For many, laying a hand on a pinball machine marked the first time we touched a piece of electronic entertainment tech in public. Once, the frenetic thwacking of flippers was the peak of manic childhood glee. Now, most of us wonder why our little pocket computers — with their nagging buzz of notifications about Candy Crush or Wordle scores — never quite hit the spot. Somehow, after playing with them, you almost feel worse.
Regardless of whether you grew up with pinball, if you've ever been stirred to even a passing smile by the sight of a faded old Bally machine flickering alone in the corner of a dim bar, do me one favor. Put four quarters in your wallet. And the next time you spot a pinball machine in a bar, forget about how others may turn their heads at its sound. Forget about how well you play. Just get up, walk over to that clattering carnival in its magic cabinet and pull the plunger.

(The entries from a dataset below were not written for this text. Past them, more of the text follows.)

//! SurrealDB implementation of [`TitleRepository`].

use chrono::{DateTime, Utc};
use surrealdb::{Connection, Surreal};
use surrealdb_types::SurrealValue;
use uuid::Uuid;
use warden_core::error::WardenResult;
use warden_core::models::title::{CreateTitle, Title};
use warden_core::repository::TitleRepository;

use super::{CountRow, HitRow, first_count, parse_uuid};
use crate::error::DbError;

#[derive(Debug, SurrealValue)]
pub(super) struct TitleRecord {
    record_id: String,
    name: String,
    description: String,
    created_at: DateTime<Utc>,
}

impl TitleRecord {
    pub(super) fn try_into_title(self) -> Result<Title, DbError> {
        Ok(Title {
            id: parse_uuid("title", &self.record_id)?,
            name: self.name,
            description: self.description,
            created_at: self.created_at,
        })
    }
}

/// SurrealDB implementation of the job title repository.
#[derive(Clone)]
pub struct SurrealTitleRepository<C: Connection> {
    db: Surreal<C>,
}

impl<C: Connection> SurrealTitleRepository<C> {
    pub fn new(db: Surreal<C>) -> Self {
        Self { db }
    }
}

impl<C: Connection> TitleRepository for SurrealTitleRepository<C> {
    async fn create(&self, input: CreateTitle) -> WardenResult<Title> {
        let id_str = Uuid::new_v4().to_string();

        let result = self
            .db
            .query(
                "CREATE type::record('title', $id) SET \
                 name = $name, description = $description; \
                 SELECT meta::id(id) AS record_id, * \
                 FROM type::record('title', $id);",
            )
            .bind(("id", id_str.clone()))
            .bind(("name", input.name))
            .bind(("description", input.description))
            .await
            .map_err(DbError::from)?;

        let mut result = result
            .check()
            .map_err(|e| DbError::from_write("title", e))?;

        let rows: Vec<TitleRecord> = result.take(1).map_err(DbError::from)?;
        let row = rows.into_iter().next().ok_or_else(|| DbError::NotFound {
            entity: "title".into(),
            id: id_str,
        })?;
        Ok(row.try_into_title()?)
    }

    async fn get_by_id(&self, id: Uuid) -> WardenResult<Title> {
        let id_str = id.to_string();

        let mut result = self
            .db
            .query("SELECT meta::id(id) AS record_id, * FROM type::record('title', $id)")
            .bind(("id", id_str.clone()))
            .await
            .map_err(DbError::from)?;

        let rows: Vec<TitleRecord> = result.take(0).map_err(DbError::from)?;
        let row = rows.into_iter().next().ok_or_else(|| DbError::NotFound {
            entity: "title".into(),
            id: id_str,
        })?;
        Ok(row.try_into_title()?)
    }

    async fn list(&self) -> WardenResult<Vec<Title>> {
        let mut result = self
            .db
            .query("SELECT meta::id(id) AS record_id, * FROM title ORDER BY created_at ASC")
            .await
            .map_err(DbError::from)?;

        let rows: Vec<TitleRecord> = result.take(0).map_err(DbError::from)?;
        Ok(rows
            .into_iter()
            .map(TitleRecord::try_into_title)
            .collect::<Result<Vec<_>, DbError>>()?)
    }

    async fn add_user(&self, title_id: Uuid, user_id: Uuid) -> WardenResult<()> {
        let title_str = title_id.to_string();
        let user_str = user_id.to_string();

        // Holding a title twice is the same as holding it once.
        let mut existing = self
            .db
            .query(
                "SELECT count() AS total FROM title_member \
                 WHERE title_id = $title_id AND user_id = $user_id GROUP ALL",
            )
            .bind(("title_id", title_str.clone()))
            .bind(("user_id", user_str.clone()))
            .await
            .map_err(DbError::from)?;
        let count_rows: Vec<CountRow> = existing.take(0).map_err(DbError::from)?;
        if first_count(count_rows) > 0 {
            return Ok(());
        }

        self.db
            .query(
                "CREATE title_member SET \
                 title_id = $title_id, user_id = $user_id",
            )
            .bind(("title_id", title_str))
            .bind(("user_id", user_str))
            .await
            .map_err(DbError::from)?
            .check()
            .map_err(|e| DbError::from_write("title member", e))?;

        Ok(())
    }

    async fn remove_user(&self, title_id: Uuid, user_id: Uuid) -> WardenResult<bool> {
        let mut result = self
            .db
            .query(
                "DELETE title_member \
                 WHERE title_id = $title_id AND user_id = $user_id \
                 RETURN BEFORE",
            )
            .bind(("title_id", title_id.to_string()))
            .bind(("user_id", user_id.to_string()))
            .await
            .map_err(DbError::from)?;

        let rows: Vec<HitRow> = result.take(0).map_err(DbError::from)?;
        Ok(!rows.is_empty())
    }
}
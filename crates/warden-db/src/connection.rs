//! Opening the SurrealDB handle shared by every warden repository.

use serde::Deserialize;
use surrealdb::Surreal;
use surrealdb::engine::any::{self, Any};
use surrealdb::opt::auth::Root;
use tracing::{debug, info};

use crate::error::DbError;

/// Address schemes served in-process; these have no root user.
const EMBEDDED_SCHEMES: &[&str] = &["mem://", "memory", "surrealkv://", "rocksdb://"];

/// Where warden keeps its data.
///
/// `endpoint` is any SurrealDB address: `ws://host:port` for a server,
/// `mem://` for an embedded in-memory store.
#[derive(Debug, Clone, Deserialize)]
#[serde(default)]
pub struct DbConfig {
    pub endpoint: String,
    pub namespace: String,
    pub database: String,
    /// Root credentials, ignored for embedded endpoints.
    pub username: String,
    pub password: String,
}

impl Default for DbConfig {
    fn default() -> Self {
        Self {
            endpoint: "ws://127.0.0.1:8000".into(),
            namespace: "warden".into(),
            database: "main".into(),
            username: "root".into(),
            password: "root".into(),
        }
    }
}

impl DbConfig {
    pub fn is_embedded(&self) -> bool {
        EMBEDDED_SCHEMES
            .iter()
            .any(|scheme| self.endpoint.starts_with(scheme))
    }
}

/// Open the configured store and select its namespace and database.
///
/// Remote endpoints are signed into as root. The handle is returned only
/// after the store answers a health check.
pub async fn connect(config: &DbConfig) -> Result<Surreal<Any>, DbError> {
    info!(
        endpoint = %config.endpoint,
        namespace = %config.namespace,
        database = %config.database,
        "Opening warden store"
    );

    let db = any::connect(config.endpoint.as_str())
        .await
        .map_err(|e| DbError::Connection(format!("{}: {e}", config.endpoint)))?;

    if config.is_embedded() {
        debug!("Embedded store, skipping sign-in");
    } else {
        db.signin(Root {
            username: config.username.clone(),
            password: config.password.clone(),
        })
        .await
        .map_err(|e| DbError::Connection(format!("sign-in as {}: {e}", config.username)))?;
    }

    db.use_ns(&config.namespace).use_db(&config.database).await?;
    db.health()
        .await
        .map_err(|e| DbError::Connection(format!("health check: {e}")))?;

    Ok(db)
}

#[cfg(test)]
mod tests {
    use super::*;

    #[test]
    fn embedded_endpoints_are_recognised() {
        let mut config = DbConfig::default();
        assert!(!config.is_embedded());

        config.endpoint = "mem://".into();
        assert!(config.is_embedded());
        config.endpoint = "surrealkv:///var/lib/warden".into();
        assert!(config.is_embedded());
        config.endpoint = "wss://db.internal".into();
        assert!(!config.is_embedded());
    }
}
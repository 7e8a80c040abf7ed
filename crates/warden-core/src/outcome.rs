//! Result envelope returned across the endpoint boundary.
//!
//! Mutations distinguish three results: the change happened, nothing was
//! done (e.g. a built-in group refused deletion), or the call failed. The
//! first two are [`Outcome`] values, the last is a [`WardenError`].

use serde::{Deserialize, Serialize};

use crate::error::{WardenError, WardenResult};

pub const CODE_OK: &str = "200";
pub const CODE_NO_EFFECT: &str = "204";
pub const CODE_BAD_REQUEST: &str = "400";
pub const CODE_NOT_FOUND: &str = "404";
pub const CODE_CONFLICT: &str = "409";
pub const CODE_SERVER_ERROR: &str = "500";

#[derive(Debug, Clone, PartialEq, Eq)]
pub enum Outcome<T> {
    Done(T),
    /// Nothing changed. Not an error.
    NoEffect(String),
}

impl<T> Outcome<T> {
    pub fn no_effect(reason: impl Into<String>) -> Self {
        Outcome::NoEffect(reason.into())
    }
}

#[derive(Debug, Clone, PartialEq, Serialize, Deserialize)]
#[serde(rename_all = "camelCase")]
pub struct Envelope<T> {
    pub successful: bool,
    pub code: String,
    pub name: String,
    pub message: String,
    pub data: Option<T>,
}

impl<T> Envelope<T> {
    pub fn ok(data: T) -> Self {
        Self {
            successful: true,
            code: CODE_OK.into(),
            name: "Success".into(),
            message: "OK".into(),
            data: Some(data),
        }
    }

    pub fn no_effect(reason: impl Into<String>) -> Self {
        Self {
            successful: true,
            code: CODE_NO_EFFECT.into(),
            name: "NoEffect".into(),
            message: reason.into(),
            data: None,
        }
    }

    pub fn error(err: &WardenError) -> Self {
        let (code, name) = match err {
            WardenError::Validation { .. } => (CODE_BAD_REQUEST, "BadRequest"),
            WardenError::NotFound { .. } => (CODE_NOT_FOUND, "NotFound"),
            WardenError::AlreadyExists { .. } => (CODE_CONFLICT, "Conflict"),
            WardenError::Database(_) | WardenError::Internal(_) => {
                (CODE_SERVER_ERROR, "ServerError")
            }
        };
        Self {
            successful: false,
            code: code.into(),
            name: name.into(),
            message: err.to_string(),
            data: None,
        }
    }

    pub fn is_no_effect(&self) -> bool {
        self.code == CODE_NO_EFFECT
    }

    /// Wrap a read or a plain mutation result.
    pub fn from_result(result: WardenResult<T>) -> Self {
        match result {
            Ok(data) => Self::ok(data),
            Err(err) => Self::error(&err),
        }
    }

    /// Wrap a mutation that may legitimately have no effect.
    pub fn from_outcome(result: WardenResult<Outcome<T>>) -> Self {
        match result {
            Ok(Outcome::Done(data)) => Self::ok(data),
            Ok(Outcome::NoEffect(reason)) => Self::no_effect(reason),
            Err(err) => Self::error(&err),
        }
    }
}

#[cfg(test)]
mod tests {
    use super::*;

    #[test]
    fn outcome_maps_to_distinct_codes() {
        let done: Envelope<u32> = Envelope::from_outcome(Ok(Outcome::Done(7)));
        assert!(done.successful);
        assert_eq!(done.code, CODE_OK);
        assert_eq!(done.data, Some(7));

        let skipped: Envelope<u32> =
            Envelope::from_outcome(Ok(Outcome::no_effect("group is built-in")));
        assert!(skipped.successful);
        assert!(skipped.is_no_effect());
        assert_eq!(skipped.message, "group is built-in");
        assert_eq!(skipped.data, None);
    }

    #[test]
    fn errors_carry_code_and_message() {
        let missing: Envelope<()> =
            Envelope::from_result(Err(WardenError::not_found("group", "abc")));
        assert!(!missing.successful);
        assert_eq!(missing.code, CODE_NOT_FOUND);
        assert!(missing.message.contains("abc"));

        let invalid: Envelope<()> = Envelope::error(&WardenError::validation("bad id"));
        assert_eq!(invalid.code, CODE_BAD_REQUEST);

        let storage: Envelope<()> = Envelope::error(&WardenError::Database("down".into()));
        assert_eq!(storage.code, CODE_SERVER_ERROR);
    }

    #[test]
    fn envelope_serializes_camel_case() {
        let env = Envelope::ok(vec![1, 2]);
        let json = serde_json::to_value(&env).unwrap();
        assert_eq!(json["successful"], true);
        assert_eq!(json["code"], "200");
        assert_eq!(json["data"], serde_json::json!([1, 2]));
    }
}
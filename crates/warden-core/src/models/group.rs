//! User group domain model.

use chrono::{DateTime, Utc};
use serde::{Deserialize, Serialize};
use uuid::Uuid;

/// A named set of users. Built-in groups cannot be deleted and invisible
/// groups never show up in listings or permission resolution.
#[derive(Debug, Clone, Serialize, Deserialize)]
pub struct Group {
    pub id: Uuid,
    pub name: String,
    pub description: String,
    pub built_in: bool,
    pub visible: bool,
    pub creator_id: Uuid,
    pub created_at: DateTime<Utc>,
}

impl Group {
    pub fn list_item(&self) -> GroupListItem {
        GroupListItem {
            id: self.id,
            built_in: self.built_in,
            name: self.name.clone(),
            description: self.description.clone(),
        }
    }
}

#[derive(Debug, Clone, Serialize, Deserialize)]
pub struct CreateGroup {
    pub creator_id: Uuid,
    pub name: String,
    pub description: String,
    pub built_in: bool,
    pub visible: bool,
}

impl CreateGroup {
    /// A regular, visible, deletable group.
    pub fn new(creator_id: Uuid, name: impl Into<String>, description: impl Into<String>) -> Self {
        Self {
            creator_id,
            name: name.into(),
            description: description.into(),
            built_in: false,
            visible: true,
        }
    }
}

#[derive(Debug, Clone, Serialize, Deserialize, Default)]
pub struct UpdateGroup {
    pub name: Option<String>,
    pub description: Option<String>,
}

/// `{id, builtIn, name, description}` projection returned by group listings.
#[derive(Debug, Clone, PartialEq, Eq, Serialize, Deserialize)]
pub struct GroupListItem {
    pub id: Uuid,
    pub built_in: bool,
    pub name: String,
    pub description: String,
}

/// One membership row joined to its user, as returned by the member listing.
#[derive(Debug, Clone, PartialEq, Eq, Serialize, Deserialize)]
pub struct GroupMemberView {
    pub membership_id: Uuid,
    pub group_id: Uuid,
    pub user_id: Uuid,
    pub user_name: String,
    pub login_name: String,
    pub description: String,
}
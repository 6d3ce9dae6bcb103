//! The judge service: an Axum HTTP frontend over the Dispatcher (§4.7), which composes
//! `judge-core`, `harness` and `sandbox-client` into the three judge endpoints described in §6.
//!

pub mod config;
pub mod dispatcher;
pub mod error;
pub mod logging;
pub mod model;
pub mod routes;
pub mod state;

pub use routes::build_router;
pub use state::AppState;
/// Truncate an upstream-reported message to the same 200-char bound the harness driver applies
/// to its own captured exceptions, so submit-mode responses never grow unbounded error text.
fn truncate_error(message: &str) -> String {
    message.chars().take(200).collect()
}

fn unavailable_response<'a>(cases: impl Iterator<Item = (&'a str, bool)>) -> JudgeResponse {
    let results: Vec<PerCaseResult> = cases
        .map(|(id, visible)| PerCaseResult::errored(id, GENERIC_UNAVAILABLE, visible))
        .collect();
    JudgeResponse {
        verdict: Verdict::RuntimeError,
        passed_count: 0,
        total_count: results.len(),
        test_results: results,
        error: Some(GENERIC_UNAVAILABLE.to_string()),
        total_runtime_ms: 0,
    }
}

fn all_errored<'a>(cases: impl Iterator<Item = (&'a str, bool)>, message: &str, verdict: Verdict) -> JudgeResponse {
    let results: Vec<PerCaseResult> = cases
        .map(|(id, visible)| PerCaseResult::errored(id, message, visible))
        .collect();
    JudgeResponse {
        verdict,
        passed_count: 0,
        total_count: results.len(),
        test_results: results,
        error: Some(message.to_string()),
        total_runtime_ms: 0,
    }
}

fn select_active_normalized(cases: Vec<NormalizedCase>, mode: JudgeMode) -> Vec<NormalizedCase> {
    if mode == JudgeMode::Run {
        cases.into_iter().filter(|c| c.is_visible).collect()
    } else {
        cases
    }
}

/// One record of the JSON array the generated driver prints to stdout (§4.3).
#[derive(Deserialize)]
struct DriverRecord {
    id: String,
    pass: bool,
    actual: serde_json::Value,
    expected: serde_json::Value,
    runtime_ms: u64,
    error: Option<String>,
}

/// Stringify a raw JSON value the way it would read as printed text: a JSON string passes through
/// unquoted, everything else renders as its JSON text. Used to compare the driver's typed
/// `actual`/`expected` fields as plain output text for the predict-output judge.
fn json_as_text(raw: &serde_json::Value) -> String {
    match raw {
        serde_json::Value::String(s) => s.clone(),
        serde_json::Value::Null => String::new(),
        other => other.to_string(),
    }
}

/// Parse the driver's per-case records, trusting its own typed comparator's `pass` verdict.
/// Used by the functional judge.
fn parse_driver_records(stdout: &str, active: &[NormalizedCase]) -> Option<Vec<PerCaseResult>> {
    let records: Vec<DriverRecord> = serde_json::from_str(stdout).ok()?;
    let visible_by_id = |id: &str| active.iter().find(|c| c.id == id).map(|c| c.is_visible).unwrap_or(true);

    Some(
        records
            .into_iter()
            .map(|record| {
                let is_visible = visible_by_id(&record.id);
                if let Some(error) = record.error {
                    PerCaseResult::errored(record.id, error, is_visible)
                } else {
                    let actual = value::normalize(&record.actual);
                    let expected = value::normalize(&record.expected);
                    if record.pass {
                        PerCaseResult::passed(record.id, actual, expected, record.runtime_ms, is_visible)
                    } else {
                        PerCaseResult::failed(record.id, actual, expected, record.runtime_ms, is_visible)
                    }
                }
            })
            .collect(),
    )
}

The machinery of physical joy
What most people don't know about pinball is that the word itself was coined by Kentucky journalists. Louisville newspaper reporters dubbed them pin-and-ball games. Then, during a gambling trial, one of our circuit court judges reportedly used the term to classify the new type of games that had never appeared before in legal literature. Pin-and-ball then quickly became pinball.
After dominating the scores of a weekly pinball tournament in June, Kalyn Smith sits outside Louisville's most treasured arcade bar, Zanzabar, in the cooling evening.
"I'll be tired at the end of the night sometimes after a tournament. I'll go home and sleep well from all the jumping around and shifting, and nudging the machine," she tells me.
"It's like mixing a video game with taking a really good hike. You get to the very end of that hike and you feel really good for doing it. But then also, the entire time, it was like a theme park ride where they're throwing sounds and lights and noises at you."
The physicality of pinball, like that of all arcade games, is the tech's blessing on shared social spaces. Its glorious heft unapologetically loud and bright, a cabinet demands due accommodation for spacious human joy and creativity.
As Smith says, it's a "meshing of physics, bringing it into technology, using it to tell stories and bring them into a physical space."